USB Thief is a data stealing malware agent that resides on an infected USB device.  ESET has excellent documentation on this new advanced threat.

http://www.darkreading.com/attacks-breaches/dangerous-new-usb-trojan-discovered/d/d-id/1324853

http://www.welivesecurity.com/2016/03/23/new-self-protecting-usb-trojan-able-to-avoid-detection/

‘USB Thief’ could be used for targeted purposes, researchers at ESET say.  The Internet and the growing interconnectedness of networks have made it incredibly easy for threat actors to deliver and propagate malware. But not all cyber threats are Internet-borne.  Take USB Thief, new malware sample that researchers at security firm ESET recently discovered.  As its name implies, the malware is completely USB-borne, meaning it spreads exclusively through devices that plug into the USB port of computers.

This data-stealing Trojan could be used for targeted attacks on systems disconnected from the Internet. Some obvious examples of air-gapped systems that would fall into this category, and that would be of interest to the authors of USB Thief, would be industrial control systems controlling equipment at critical infrastructure facilities including power plants, nuclear facilities, shipyards, and elsewhere.  ESET describes it as very sophisticated, especially for its ability to avoid detection and reverse engineering.

The malware attaches as a plugin or a dynamically linked library (DLL) into the command chain of applications that are typically stored on USB devices, like Firefox, Notepad++, and TrueCrypt, ESET security researcher Tomas Gardon said in the blog post announcing the discovery.

Whenever these applications are executed, the malware runs in the background and steals data without giving users an inkling of what’s going on.

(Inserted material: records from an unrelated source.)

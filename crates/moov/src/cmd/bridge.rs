use std::io::BufRead;
use std::sync::atomic::{AtomicBool, Ordering};
use std::sync::mpsc::{self, Receiver, RecvTimeoutError};
use std::sync::Arc;
use std::time::Duration;

use moov::chat::{parse_line, ChatLine};
use moov_client::{spawn_with_config, Client, ClientError};
use tracing::{debug, info, warn};

use crate::cmd::{parse_duration, BridgeArgs};
use crate::exit::{client_error, io_error, CliError, CliResult, FAILURE, INTERNAL, SUCCESS};
use crate::output::{print_event, print_status, print_update, OutputFormat};

pub fn run(args: BridgeArgs, format: OutputFormat) -> CliResult<i32> {
    let poll_interval = parse_duration(&args.poll_interval)?;
    let config = args.engine.client_config()?;
    let client = spawn_with_config(&args.engine.command(), config)
        .map_err(|err| client_error("failed to start engine", err))?;

    let outcome = relay(&client, &args, poll_interval, format);
    if let Err(err) = client.close() {
        warn!(error = %err, "engine shutdown failed");
    }
    outcome
}

fn relay(
    client: &Client,
    args: &BridgeArgs,
    poll_interval: Duration,
    format: OutputFormat,
) -> CliResult<i32> {
    for path in &args.media {
        client
            .append(path)
            .map_err(|err| client_error("failed to queue media", err))?;
    }

    let running = Arc::new(AtomicBool::new(true));
    install_ctrlc_handler(running.clone())?;
    let lines = spawn_stdin_reader()?;

    while running.load(Ordering::SeqCst) {
        match lines.recv_timeout(poll_interval) {
            Ok(line) => handle_line(client, &line, args, format)?,
            Err(RecvTimeoutError::Timeout) => {}
            Err(RecvTimeoutError::Disconnected) => {
                debug!("stdin closed");
                return finish(client, format);
            }
        }
        print_pending(client, format);

        if !client.alive() {
            warn!("engine exited");
            return Ok(FAILURE);
        }
    }

    info!("interrupted");
    print_pending(client, format);
    Ok(SUCCESS)
}

/// One status round trip flushes everything the engine emitted before it.
fn finish(client: &Client, format: OutputFormat) -> CliResult<i32> {
    let code = match client.status() {
        Ok(_) => SUCCESS,
        Err(ClientError::EngineUnavailable | ClientError::Disconnected) => {
            warn!("engine gone before final status");
            FAILURE
        }
        Err(err) => return Err(client_error("final status failed", err)),
    };
    print_pending(client, format);
    Ok(code)
}

fn handle_line(
    client: &Client,
    line: &str,
    args: &BridgeArgs,
    format: OutputFormat,
) -> CliResult<()> {
    let parsed = match parse_line(line) {
        Ok(parsed) => parsed,
        Err(err) => {
            warn!(error = %err, "ignoring chat command");
            return Ok(());
        }
    };

    let result = match &parsed {
        ChatLine::Command { alias, command } => {
            debug!(alias = alias.as_deref(), ?command, "chat command");
            command.execute(client)
        }
        ChatLine::Message { text, .. } if text.is_empty() => Ok(None),
        ChatLine::Message { .. } => {
            let text = parsed.overlay_text().unwrap_or_default();
            client.put_message(&text, args.fg, args.bg).map(|()| None)
        }
    };

    match result {
        Ok(Some(status)) => {
            print_pending(client, format);
            print_status(&status, format);
            Ok(())
        }
        Ok(None) => Ok(()),
        // Reported by the liveness check in the main loop.
        Err(ClientError::EngineUnavailable | ClientError::Disconnected) => Ok(()),
        Err(err) => Err(client_error("chat command failed", err)),
    }
}

fn print_pending(client: &Client, format: OutputFormat) {
    for update in client.drain_updates() {
        print_update(&update, format);
    }
    for event in client.drain_events() {
        print_event(&event, format);
    }
}

/// Lines arrive over a channel so the loop can poll the engine while stdin is idle.
fn spawn_stdin_reader() -> CliResult<Receiver<String>> {
    let (tx, rx) = mpsc::channel();
    std::thread::Builder::new()
        .name("moov-stdin".to_string())
        .spawn(move || {
            for line in std::io::stdin().lock().lines() {
                let line = match line {
                    Ok(line) => line,
                    Err(err) => {
                        warn!(error = %err, "stdin read failed");
                        break;
                    }
                };
                if tx.send(line).is_err() {
                    break;
                }
            }
        })
        .map_err(|err| io_error("failed to start stdin reader", err))?;
    Ok(rx)
}

fn install_ctrlc_handler(running: Arc<AtomicBool>) -> CliResult<()> {
    ctrlc::set_handler(move || {
        running.store(false, Ordering::SeqCst);
    })
    .map_err(|err| CliError::new(INTERNAL, format!("signal handler setup failed: {err}")))
}
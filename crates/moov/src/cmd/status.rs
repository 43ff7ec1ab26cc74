use moov_client::spawn_with_config;
use tracing::warn;

use crate::cmd::StatusArgs;
use crate::exit::{client_error, CliResult, SUCCESS};
use crate::output::{print_status, OutputFormat};

pub fn run(args: StatusArgs, format: OutputFormat) -> CliResult<i32> {
    let config = args.engine.client_config()?;
    let client = spawn_with_config(&args.engine.command(), config)
        .map_err(|err| client_error("failed to start engine", err))?;

    let snapshot = args
        .media
        .iter()
        .try_for_each(|path| client.append(path))
        .and_then(|()| client.status());

    if let Err(err) = client.close() {
        warn!(error = %err, "engine shutdown failed");
    }

    let status = snapshot.map_err(|err| client_error("status request failed", err))?;
    print_status(&status, format);
    Ok(SUCCESS)
}
//! Chat-line command grammar.
//!
//! Lines typed into a chat window either drive playback or are shown on the
//! engine's overlay. A line whose first word is a command name (matched
//! exactly, case-sensitive) is a command; anything else is chat text. Lines
//! relayed from a chat network may carry an `alias: ` prefix naming the sender;
//! the part after it is checked for a command too.
//!
//! | Line            | Effect                                   |
//! |-----------------|------------------------------------------|
//! | `pp`            | toggle pause, report status              |
//! | `STATUS`        | report status                            |
//! | `SEEK <t>`      | seek to `t`                              |
//! | `SEEK+ <t>`     | seek forward by `t`                      |
//! | `SEEK- <t>`     | seek back by `t`                         |
//! | `INDEX <n>`     | jump to playlist entry `n` (1-based)     |
//! | `PREV` / `NEXT` | step through the playlist                |
//! | `PAUSE` / `PLAY`| set the pause state                      |
//! | `APPEND <path>` | add media to the playlist                |
//!
//! Times are up to three digit groups read as `[[h:]m:]s`, so `90`, `1:30`
//! and `0:01:30` all mean ninety seconds.

use moov_client::{Client, StatusReply};

/// A parsed chat line.
#[derive(Debug, Clone, PartialEq)]
pub enum ChatLine {
    Command {
        alias: Option<String>,
        command: ChatCommand,
    },
    Message {
        alias: Option<String>,
        text: String,
    },
}

impl ChatLine {
    /// Text to show on the overlay for a chat message, with its sender.
    pub fn overlay_text(&self) -> Option<String> {
        match self {
            ChatLine::Message {
                alias: Some(alias),
                text,
            } => Some(format!("{alias}: {text}")),
            ChatLine::Message { alias: None, text } => Some(text.clone()),
            ChatLine::Command { .. } => None,
        }
    }
}

/// Playback commands available from chat.
#[derive(Debug, Clone, PartialEq)]
pub enum ChatCommand {
    TogglePause,
    Status,
    Seek(f64),
    SeekForward(f64),
    SeekBackward(f64),
    /// 0-based playlist position.
    Index(u64),
    Previous,
    Next,
    Pause,
    Play,
    Append(String),
}

#[derive(Debug, Clone, PartialEq, Eq, thiserror::Error)]
pub enum ChatError {
    #[error("{command}: invalid time {input:?}")]
    InvalidTime {
        command: &'static str,
        input: String,
    },

    #[error("INDEX: invalid playlist entry {0:?} (entries start at 1)")]
    InvalidIndex(String),

    #[error("{0}: missing argument")]
    MissingArgument(&'static str),
}

/// Parse one chat line.
pub fn parse_line(line: &str) -> Result<ChatLine, ChatError> {
    let line = line.trim();
    if let Some(command) = parse_command(line)? {
        return Ok(ChatLine::Command {
            alias: None,
            command,
        });
    }

    let Some((alias, rest)) = split_alias(line) else {
        return Ok(ChatLine::Message {
            alias: None,
            text: line.to_string(),
        });
    };
    let alias = Some(alias.to_string());
    match parse_command(rest)? {
        Some(command) => Ok(ChatLine::Command { alias, command }),
        None => Ok(ChatLine::Message {
            alias,
            text: rest.to_string(),
        }),
    }
}

/// An alias is one word with no whitespace, followed by `": "`.
fn split_alias(line: &str) -> Option<(&str, &str)> {
    let (alias, rest) = line.split_once(": ")?;
    if alias.is_empty() || alias.contains(char::is_whitespace) {
        return None;
    }
    Some((alias, rest.trim()))
}

fn parse_command(line: &str) -> Result<Option<ChatCommand>, ChatError> {
    let (name, args) = match line.split_once(char::is_whitespace) {
        Some((name, args)) => (name, args.trim()),
        None => (line, ""),
    };

    let command = match name {
        "pp" => ChatCommand::TogglePause,
        "STATUS" => ChatCommand::Status,
        "SEEK" => ChatCommand::Seek(time_arg("SEEK", args)?),
        "SEEK+" => ChatCommand::SeekForward(time_arg("SEEK+", args)?),
        "SEEK-" => ChatCommand::SeekBackward(time_arg("SEEK-", args)?),
        "INDEX" => ChatCommand::Index(index_arg(args)?),
        "PREV" => ChatCommand::Previous,
        "NEXT" => ChatCommand::Next,
        "PAUSE" => ChatCommand::Pause,
        "PLAY" => ChatCommand::Play,
        "APPEND" if args.is_empty() => return Err(ChatError::MissingArgument("APPEND")),
        "APPEND" => ChatCommand::Append(args.to_string()),
        _ => return Ok(None),
    };
    Ok(Some(command))
}

fn time_arg(command: &'static str, args: &str) -> Result<f64, ChatError> {
    if args.is_empty() {
        return Err(ChatError::MissingArgument(command));
    }
    parse_time(args).ok_or_else(|| ChatError::InvalidTime {
        command,
        input: args.to_string(),
    })
}

fn index_arg(args: &str) -> Result<u64, ChatError> {
    if args.is_empty() {
        return Err(ChatError::MissingArgument("INDEX"));
    }
    match args.parse::<u64>() {
        Ok(entry) if entry >= 1 => Ok(entry - 1),
        _ => Err(ChatError::InvalidIndex(args.to_string())),
    }
}

/// Read a time of up to three digit groups as seconds.
///
/// Groups are any runs of ASCII digits; everything between them is a
/// separator. Returns `None` when there are no digits.
pub fn parse_time(input: &str) -> Option<f64> {
    let mut groups = Vec::with_capacity(3);
    for group in input
        .split(|c: char| !c.is_ascii_digit())
        .filter(|group| !group.is_empty())
        .take(3)
    {
        groups.push(group.parse::<u64>().ok()?);
    }
    if groups.is_empty() {
        return None;
    }

    let seconds = groups
        .iter()
        .fold(0.0, |total, &group| total * 60.0 + group as f64);
    Some(seconds)
}

impl ChatCommand {
    /// Run the command against the engine.
    ///
    /// Returns a fresh status snapshot for the commands that report one
    /// (`pp` and `STATUS`).
    pub fn execute(&self, client: &Client) -> moov_client::Result<Option<StatusReply>> {
        match self {
            ChatCommand::TogglePause => {
                client.toggle_paused()?;
                return client.status().map(Some);
            }
            ChatCommand::Status => return client.status().map(Some),
            ChatCommand::Seek(seconds) => client.seek(*seconds)?,
            ChatCommand::SeekForward(delta) => {
                client.relative_seek(*delta)?;
            }
            ChatCommand::SeekBackward(delta) => {
                client.relative_seek(-delta)?;
            }
            ChatCommand::Index(position) => client.index(*position)?,
            ChatCommand::Previous => {
                client.previous()?;
            }
            ChatCommand::Next => {
                client.next()?;
            }
            ChatCommand::Pause => client.set_paused(true)?,
            ChatCommand::Play => client.set_paused(false)?,
            ChatCommand::Append(path) => client.append(path)?,
        }
        Ok(None)
    }
}

#[cfg(test)]
mod tests {
    use super::*;

    fn command(line: &str) -> ChatCommand {
        match parse_line(line).unwrap() {
            ChatLine::Command { command, .. } => command,
            other => panic!("expected a command, got {other:?}"),
        }
    }

    #[test]
    fn parse_time_groups() {
        assert_eq!(parse_time("90"), Some(90.0));
        assert_eq!(parse_time("1:30"), Some(90.0));
        assert_eq!(parse_time("1:39:22"), Some(5962.0));
        assert_eq!(parse_time("  2m 5s"), Some(125.0));
        assert_eq!(parse_time("1:2:3:4"), Some(3723.0));
        assert_eq!(parse_time("soon"), None);
        assert_eq!(parse_time(""), None);
    }

    #[test]
    fn parses_every_command() {
        assert_eq!(command("pp"), ChatCommand::TogglePause);
        assert_eq!(command("STATUS"), ChatCommand::Status);
        assert_eq!(command("SEEK 1:30"), ChatCommand::Seek(90.0));
        assert_eq!(command("SEEK+ 10"), ChatCommand::SeekForward(10.0));
        assert_eq!(command("SEEK- 0:05"), ChatCommand::SeekBackward(5.0));
        assert_eq!(command("INDEX 3"), ChatCommand::Index(2));
        assert_eq!(command("PREV"), ChatCommand::Previous);
        assert_eq!(command("NEXT"), ChatCommand::Next);
        assert_eq!(command("PAUSE"), ChatCommand::Pause);
        assert_eq!(command("PLAY"), ChatCommand::Play);
        assert_eq!(
            command("APPEND /media/some file.mkv"),
            ChatCommand::Append("/media/some file.mkv".to_string())
        );
    }

    #[test]
    fn names_match_exactly() {
        assert!(matches!(
            parse_line("status").unwrap(),
            ChatLine::Message { .. }
        ));
        assert!(matches!(
            parse_line("NEXTS").unwrap(),
            ChatLine::Message { .. }
        ));
        assert!(matches!(
            parse_line("PP").unwrap(),
            ChatLine::Message { .. }
        ));
    }

    #[test]
    fn aliased_command_keeps_sender() {
        assert_eq!(
            parse_line("alice: SEEK+ 1:00").unwrap(),
            ChatLine::Command {
                alias: Some("alice".to_string()),
                command: ChatCommand::SeekForward(60.0),
            }
        );
    }

    #[test]
    fn plain_text_goes_to_overlay() {
        let line = parse_line("bob:  that was great ").unwrap();
        assert_eq!(
            line,
            ChatLine::Message {
                alias: Some("bob".to_string()),
                text: "that was great".to_string(),
            }
        );
        assert_eq!(line.overlay_text().unwrap(), "bob: that was great");

        let bare = parse_line("no sender here").unwrap();
        assert_eq!(bare.overlay_text().unwrap(), "no sender here");
    }

    #[test]
    fn seek_with_colon_is_not_an_alias() {
        assert_eq!(command("SEEK 0:45"), ChatCommand::Seek(45.0));
    }

    #[test]
    fn colons_inside_text_are_not_aliases() {
        let url = parse_line("http://x.org").unwrap();
        assert_eq!(
            url,
            ChatLine::Message {
                alias: None,
                text: "http://x.org".to_string(),
            }
        );
        assert_eq!(url.overlay_text().unwrap(), "http://x.org");

        assert_eq!(
            parse_line("note:SEEK 5").unwrap(),
            ChatLine::Message {
                alias: None,
                text: "note:SEEK 5".to_string(),
            }
        );
        assert_eq!(
            parse_line("two words: NEXT").unwrap(),
            ChatLine::Message {
                alias: None,
                text: "two words: NEXT".to_string(),
            }
        );
        assert!(matches!(
            parse_line(": NEXT").unwrap(),
            ChatLine::Message { alias: None, .. }
        ));
    }

    #[test]
    fn bad_arguments_are_errors() {
        assert_eq!(
            parse_line("SEEK").unwrap_err(),
            ChatError::MissingArgument("SEEK")
        );
        assert!(matches!(
            parse_line("SEEK later").unwrap_err(),
            ChatError::InvalidTime { command: "SEEK", .. }
        ));
        assert_eq!(
            parse_line("INDEX 0").unwrap_err(),
            ChatError::InvalidIndex("0".to_string())
        );
        assert!(matches!(
            parse_line("INDEX two").unwrap_err(),
            ChatError::InvalidIndex(_)
        ));
        assert_eq!(
            parse_line("APPEND").unwrap_err(),
            ChatError::MissingArgument("APPEND")
        );
    }

    #[test]
    fn empty_line_is_empty_message() {
        assert_eq!(
            parse_line("   ").unwrap(),
            ChatLine::Message {
                alias: None,
                text: String::new(),
            }
        );
    }
}
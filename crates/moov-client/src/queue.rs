use std::collections::VecDeque;
use std::sync::{Mutex, MutexGuard, PoisonError};

use tracing::warn;

/// FIFO of unsolicited engine messages, drained by the caller.
///
/// Unbounded unless a capacity is given; when full, the oldest entry is
/// dropped to make room.
#[derive(Debug)]
pub struct EventQueue<T> {
    name: &'static str,
    items: Mutex<VecDeque<T>>,
    capacity: Option<usize>,
}

impl<T> EventQueue<T> {
    pub fn new(name: &'static str, capacity: Option<usize>) -> Self {
        Self {
            name,
            items: Mutex::new(VecDeque::new()),
            capacity: capacity.map(|cap| cap.max(1)),
        }
    }

    fn lock(&self) -> MutexGuard<'_, VecDeque<T>> {
        self.items.lock().unwrap_or_else(PoisonError::into_inner)
    }

    /// Append an item in arrival order.
    pub fn push(&self, item: T) {
        let mut items = self.lock();
        let dropped = match self.capacity {
            Some(capacity) if items.len() >= capacity => items.pop_front().is_some(),
            _ => false,
        };
        items.push_back(item);
        drop(items);

        if dropped {
            warn!(queue = self.name, capacity = ?self.capacity, "queue full, dropped oldest entry");
        }
    }

    /// Remove and return everything queued, oldest first. Never blocks on arrivals.
    pub fn drain(&self) -> Vec<T> {
        Vec::from(std::mem::take(&mut *self.lock()))
    }

    pub fn len(&self) -> usize {
        self.lock().len()
    }

    pub fn is_empty(&self) -> bool {
        self.lock().is_empty()
    }
}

Because it exists on a USB stick, the malware leaves no trace of its presence on any computer on which it runs. USB Thief’s real difference, though, lies in its self-protecting capabilities, according to Gardon. For starters, each malware sample is tied directly to the specific USB stick on which it is installed. A sample of USB Thief from one USB will not run if it is copied and pasted on another device.